Revive Music and a Philosophy of Connection
The connection between that Boston/Berklee experience and this next-level music in New York is based in community for BigYuki. Specially, the Revive Music group, a loose collective founded by Meghan Stabile in 2006 when she was still at Berklee. Revive provides a platform—and a philosophy—that makes it natural that jazz musicians not only play with but also are hip-hop musicians. Revive has put out records, hosted concerts, collaborated with Blue Note Records and, get this, even been consulted by Jazz at Lincoln Center in trying to expand audiences for their work.
“When I first came to New York,” BigYuki explains, “there was a strong bop scene, post-bop scene, Latin jazz scene. There was a straight R&B scene. But I could find the place where the genres were crossing over, morphing. It was a struggle for me, to find a place where I could relate to the scene. I tried jam sessions, but I don’t consider myself a strong improvisor in a traditional sense.

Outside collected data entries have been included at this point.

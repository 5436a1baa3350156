use crate::common::AdminUserId;
use crate::domains::auth::{AdminUser, JwtService};
use crate::server::app::AppState;
use crate::server::error::ApiError;
use axum::{
    async_trait,
    body::Body,
    extract::FromRequestParts,
    http::{header::AUTHORIZATION, request::Parts, HeaderMap, Request},
    middleware::Next,
    response::Response,
};
use std::sync::Arc;
use tracing::debug;

/// Identity taken from a verified session token.
#[derive(Clone, Debug)]
pub struct AuthUser {
    pub user_id: AdminUserId,
    pub email: String,
    pub is_admin: bool,
}

/// Token from the `Authorization` header, with or without the `Bearer ` prefix.
fn session_token(headers: &HeaderMap) -> Option<&str> {
    let value = headers.get(AUTHORIZATION)?.to_str().ok()?;
    let token = value.strip_prefix("Bearer ").unwrap_or(value).trim();
    (!token.is_empty()).then_some(token)
}

fn verify_headers(headers: &HeaderMap, jwt_service: &JwtService) -> Option<AuthUser> {
    let token = session_token(headers)?;
    match jwt_service.verify_token(token) {
        Ok(claims) => Some(AuthUser {
            user_id: claims.sub,
            email: claims.email,
            is_admin: claims.is_admin,
        }),
        Err(e) => {
            debug!(error = %e, "Rejected session token");
            None
        }
    }
}

/// Attaches an [`AuthUser`] to the request when a valid token is present.
///
/// Never rejects: routes that need an admin use [`RequireAdmin`], and the
/// public routes ignore the extension.
pub async fn jwt_auth_middleware(
    jwt_service: Arc<JwtService>,
    mut request: Request<Body>,
    next: Next,
) -> Response {
    if let Some(user) = verify_headers(request.headers(), &jwt_service) {
        debug!(user_id = %user.user_id, is_admin = user.is_admin, "Authenticated request");
        request.extensions_mut().insert(user);
    }

    next.run(request).await
}

/// Extractor for admin-only handlers
///
/// Requires a verified token carrying the admin claim whose subject is an
/// active row in `admin_users`. Missing or invalid tokens are 401, a valid
/// token without access is 403.
#[derive(Clone, Debug)]
pub struct RequireAdmin(pub AuthUser);

#[async_trait]
impl<S> FromRequestParts<S> for RequireAdmin
where
    S: Send + Sync,
{
    type Rejection = ApiError;

    async fn from_request_parts(parts: &mut Parts, _state: &S) -> Result<Self, Self::Rejection> {
        let user = parts
            .extensions
            .get::<AuthUser>()
            .cloned()
            .ok_or_else(|| ApiError::Unauthorized("Authentication required".into()))?;

        if !user.is_admin {
            return Err(ApiError::Forbidden("Admin access required".into()));
        }

        let state = parts
            .extensions
            .get::<AppState>()
            .cloned()
            .ok_or_else(|| ApiError::Internal(anyhow::anyhow!("AppState extension missing")))?;

        if AdminUser::find_active(user.user_id, &state.deps.db_pool)
            .await?
            .is_none()
        {
            debug!(user_id = %user.user_id, "Token holder is not an active admin");
            return Err(ApiError::Forbidden("Admin access required".into()));
        }

        Ok(RequireAdmin(user))
    }
}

“Then Revive emerges. The people who started Revive are the people I went to school with. These are the people who feel the same way I do. They love elements of jazz, hip-hop, groove, art. It started small, but there was a fundamental mind-set: that we were creating a scene that never existed. It’s been ten years and the scene is bigger than ever.
Is it “jazz”? Is it some other label or category unto itself? Does BigYuki care at all?
“That music I related to in Boston and the music we are making now in New York, it can be a party or it can go really deep. You can feel that emotion. There is a diversity in the music, different elements co-existing. The person who decides if it’s popular or if it’s art—the audience decides. The way I want my music to be taken is as something moves people. Not on the heady side. I want it to move people physically but also emotionally. I want people to feel it.”